Daily locomotor patterns of a variety of organisms have been interpreted as driven by dual circadian oscillators. Yet, in mammals, cellular data have revealed many circadian oscillators in the bilateral suprachiasmatic nucleus (SCN). To test how large numbers of oscillators could respond to environmental cues as a pair of oscillators, the authors developed a computational model composed of 2 groups of oscillators with strong local interactions and with weaker coupling between the 2 groups. Unlike previous models that assumed that light affects the timing or polarity of coupling between a pair of oscillators, this simulation assumed that light increased the transcription rate of a clock gene and consequently altered circadian properties of individual cells. In constant dark, weak local (within each of the 2 groups) and distant (between group) coupling established in-phase oscillations and a typical single bout of daily activity. In constant light, local synchrony developed only if coupling was strong and resulted in antiphase synchrony between the 2 groups and bimodal daily activity reminiscent of split behavior.

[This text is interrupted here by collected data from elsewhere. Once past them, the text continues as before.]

// Copyright 2025 Sushanth (https://github.com/sushanthpy)
//
// This program is free software: you can redistribute it and/or modify
// it under the terms of the GNU Affero General Public License as published by
// the Free Software Foundation, either version 3 of the License, or
// (at your option) any later version.
//
// This program is distributed in the hope that it will be useful,
// but WITHOUT ANY WARRANTY; without even the implied warranty of
// MERCHANTABILITY or FITNESS FOR A PARTICULAR PURPOSE. See the
// GNU Affero General Public License for more details.
//
// You should have received a copy of the GNU Affero General Public License
// along with this program. If not, see <https://www.gnu.org/licenses/>.

//! Summary provider configuration

use serde::{Deserialize, Serialize};
use std::fmt;
use std::str::FromStr;
use std::time::Duration;

pub const DEFAULT_GEMINI_MODEL: &str = "gemini-2.5-flash";
pub const DEFAULT_OPENAI_MODEL: &str = "gpt-4o-mini";
pub const DEFAULT_TIMEOUT_SECS: u64 = 30;

/// Which hosted model family answers summary requests
#[derive(Debug, Clone, Copy, PartialEq, Eq, Default, Serialize, Deserialize)]
#[serde(rename_all = "lowercase")]
pub enum Provider {
    #[default]
    Gemini,
    OpenAI,
}

impl Provider {
    pub fn default_model(&self) -> &'static str {
        match self {
            Provider::Gemini => DEFAULT_GEMINI_MODEL,
            Provider::OpenAI => DEFAULT_OPENAI_MODEL,
        }
    }
}

impl fmt::Display for Provider {
    fn fmt(&self, f: &mut fmt::Formatter<'_>) -> fmt::Result {
        match self {
            Provider::Gemini => write!(f, "gemini"),
            Provider::OpenAI => write!(f, "openai"),
        }
    }
}

impl FromStr for Provider {
    type Err = String;

    fn from_str(s: &str) -> Result<Self, Self::Err> {
        match s.trim().to_lowercase().as_str() {
            "gemini" | "google" => Ok(Provider::Gemini),
            "openai" => Ok(Provider::OpenAI),
            other => Err(format!("unknown LLM provider: {}", other)),
        }
    }
}

/// `[llm]` section of the configuration file
#[derive(Debug, Clone, PartialEq, Eq, Serialize, Deserialize)]
pub struct InsightConfig {
    #[serde(default)]
    pub provider: Provider,

    /// Model id; the provider default when unset
    #[serde(default)]
    pub model: Option<String>,

    #[serde(default)]
    pub api_key: Option<String>,

    /// Override the provider endpoint (proxies, tests)
    #[serde(default)]
    pub base_url: Option<String>,

    #[serde(default = "default_timeout_secs")]
    pub timeout_secs: u64,

    /// Cache successful summaries for this long; 0 disables caching
    #[serde(default)]
    pub cache_ttl_secs: u64,
}

fn default_timeout_secs() -> u64 {
    DEFAULT_TIMEOUT_SECS
}

impl Default for InsightConfig {
    fn default() -> Self {
        Self {
            provider: Provider::default(),
            model: None,
            api_key: None,
            base_url: None,
            timeout_secs: DEFAULT_TIMEOUT_SECS,
            cache_ttl_secs: 0,
        }
    }
}

impl InsightConfig {
    pub fn model(&self) -> &str {
        self.model
            .as_deref()
            .unwrap_or_else(|| self.provider.default_model())
    }

    pub fn timeout(&self) -> Duration {
        Duration::from_secs(self.timeout_secs)
    }

    pub fn cache_ttl(&self) -> Option<Duration> {
        (self.cache_ttl_secs > 0).then(|| Duration::from_secs(self.cache_ttl_secs))
    }
}
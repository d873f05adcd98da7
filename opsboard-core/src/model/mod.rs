// Copyright 2025 Sushanth (https://github.com/sushanthpy)
//
// This program is free software: you can redistribute it and/or modify
// it under the terms of the GNU Affero General Public License as published by
// the Free Software Foundation, either version 3 of the License, or
// (at your option) any later version.
//
// This program is distributed in the hope that it will be useful,
// but WITHOUT ANY WARRANTY; without even the implied warranty of
// MERCHANTABILITY or FITNESS FOR A PARTICULAR PURPOSE. See the
// GNU Affero General Public License for more details.
//
// You should have received a copy of the GNU Affero General Public License
// along with this program. If not, see <https://www.gnu.org/licenses/>.

//! Domain model: activity logs, users, summaries and their enumerations.

pub mod activity;
pub mod enums;
pub mod summary;
pub mod user;

pub use activity::{ActivityLog, ActivityLogInput, LogId, Metrics};
pub use enums::{ActivityType, Platform, PlatformStyle, Status};
pub use summary::Summary;
pub use user::{Role, User};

These numerical simulations thus showed that splitting behavior can develop with increased light intensity without structural changes in the coupling topology or sign. Instead, the authors propose that light changes intrinsic oscillator properties through the increase of maximal transcription rate of a clock gene, so that as light intensity increases, the output of the coupled network transitions from a single bout of activity through irregular beating to 2 bouts and, in bright constant light, arrhythmicity.